基于网络药理-分子对接研究地格达治疗酒精性肝病的“类药同治”作用机制

A study on the mechanism of Digeda in the treatment of alcoholic liver disease based on network pharmacology and molecular docking technology

目的利用网络药理学和分子对接技术预测“地格达”类药物治疗酒精性肝病(ALD)的作用机制。方法选取“地格达”类药物的25个化学成分为研究对象,利用中药系统药理学数据库与分析平台(TCMSP)数据库获取药物靶点;在DrugBank、PharmGKB、GeneCards和TTD数据库收集ALD疾病靶点并与“地格达”类药物靶点进行交集;运用STRING数据库和Cytoscape软件构建蛋白互相作用网络模型;采用Metascape数据库进行GO功能注释和KEGG通路分析;使用Autodock软件进行分子对接。结果通过各数据库检索得到“地格达”类19个药物的24个化合物(其中排除1个无靶点信息的化合物)的149个相关靶点、收集到ALD疾病相关靶点1593个,交集得出“地格达”类药物治疗ALD的靶点62个,KEGG通路分析结果显示共有219条通路与治疗ALD密切相关。分子对接结果显示分子与靶点蛋白的结合能均为负数,有较高的亲和力,与网络药理预测结果相符。结论本研究从网络药理学的角度为“地格达”类药物治疗ALD的活性成分和作用机制的深入研究提供了依据和思路。

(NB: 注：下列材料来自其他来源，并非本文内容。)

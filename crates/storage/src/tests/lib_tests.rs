use super::*;

fn date(raw: &str) -> NaiveDate {
    raw.parse().expect("date")
}

#[tokio::test]
async fn health_check_succeeds_for_live_pool() {
    let storage = Storage::new("sqlite::memory:").await.expect("db");
    storage.health_check().await.expect("health check");
}

#[tokio::test]
async fn creates_database_file_when_missing() {
    let temp_root = tempfile::tempdir().expect("tempdir");
    let db_path = temp_root.path().join("nested").join("footprint.db");
    let database_url = format!("sqlite://{}", db_path.to_string_lossy().replace('\\', "/"));

    let storage = Storage::new(&database_url).await.expect("db");
    drop(storage);

    assert!(
        db_path.exists(),
        "database file should exist: {}",
        db_path.display()
    );
}

#[tokio::test]
async fn stores_entries_rounded_to_two_decimals() {
    let storage = Storage::new("sqlite::memory:").await.expect("db");
    let first = storage
        .add_log_entry(date("2025-11-06"), "Test", 99.994)
        .await
        .expect("entry");
    let second = storage
        .add_log_entry(date("2025-11-07"), "Energy", 1.0)
        .await
        .expect("entry");
    assert!(second > first);

    let entries = storage.list_log_entries().await.expect("entries");
    assert_eq!(
        entries[0],
        LogEntry {
            date: date("2025-11-06"),
            category: "Test".to_string(),
            emission_kg: 99.99,
        }
    );
    assert_eq!(entries[1].category, "Energy");
}

#[tokio::test]
async fn rounds_from_exact_value_rather_than_scaled_float() {
    let storage = Storage::new("sqlite::memory:").await.expect("db");
    for kg in [1.125, 0.855, 2.5 * 0.45] {
        storage
            .add_log_entry(date("2025-10-02"), "Energy", kg)
            .await
            .expect("entry");
    }
    let stored: Vec<f64> = storage
        .list_log_entries()
        .await
        .expect("entries")
        .into_iter()
        .map(|entry| entry.emission_kg)
        .collect();
    assert_eq!(stored, vec![1.12, 0.85, 1.12]);
}

#[tokio::test]
async fn summary_groups_by_month_and_category() {
    let storage = Storage::new("sqlite::memory:").await.expect("db");
    for (day, category, kg) in [
        ("2025-10-01", "Transport", 17.0),
        ("2025-10-15", "Energy", 50.0),
        ("2025-11-01", "Transport", 8.5),
    ] {
        storage
            .add_log_entry(date(day), category, kg)
            .await
            .expect("entry");
    }

    let summary = storage.summary().await.expect("summary");
    assert!((summary.by_month["2025-10"] - 67.0).abs() < 1e-9);
    assert!((summary.by_month["2025-11"] - 8.5).abs() < 1e-9);
    assert!((summary.by_category["Transport"] - 25.5).abs() < 1e-9);
    assert!((summary.by_category["Energy"] - 50.0).abs() < 1e-9);
}

#[tokio::test]
async fn summary_of_empty_log_is_empty() {
    let storage = Storage::new("sqlite::memory:").await.expect("db");
    assert!(storage.summary().await.expect("summary").is_empty());
}

#[test]
fn sqlite_path_ignores_memory_and_query_suffix() {
    assert_eq!(sqlite_path("sqlite::memory:"), None);
    assert_eq!(
        sqlite_path("sqlite://./data/log.db?mode=rwc"),
        Some(PathBuf::from("./data/log.db"))
    );
}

Objective To predict the mechanism of Digeda in the treatment of alcoholic liver disease(ALD)using network pharmacology and molecular docking technology.Methods A total of 25 chemical components of Digeda were selected for the study,and the action targets of Digeda were obtained through the traditional Chinese medicine systems pharmacology database and analysis platform(TCMSP).ALD targets were collected from DrugBank,PharmGKB,GeneCards and therapeutic target database(TTD)for intersection with the action targets of Digeda.STRING database and Cytoscape software were used to construct protein interaction network models.Metascape database was used for gene ontology(GO)function annotation and Kyoto encyclopedia of genes and genomes(KEGG)-based pathway analysis.Autodock software was used for molecular docking.Results 149 related targets of 24 compounds from 19 Digeda drugs(including one compound with no target information)and 1593 ALD-related targets were collected by retrieving the above-mentioned databases.62 ALD-Digeda intersection targets were obtained through intersection analysis,and the results of KEGG pathway analysis showed that a total of 219 pathways were involved in the treatment of ALD.The molecular docking results showed that the binding energy of the molecules to the target proteins was all negative and had high affinity,which was consistent with the predicted results of network pharmacology.Conclusion This study provides a basis and ideas for the in-depth study of the active ingredients and mechanism of Digeda in the treatment of ALD from the perspective of network pharmacology.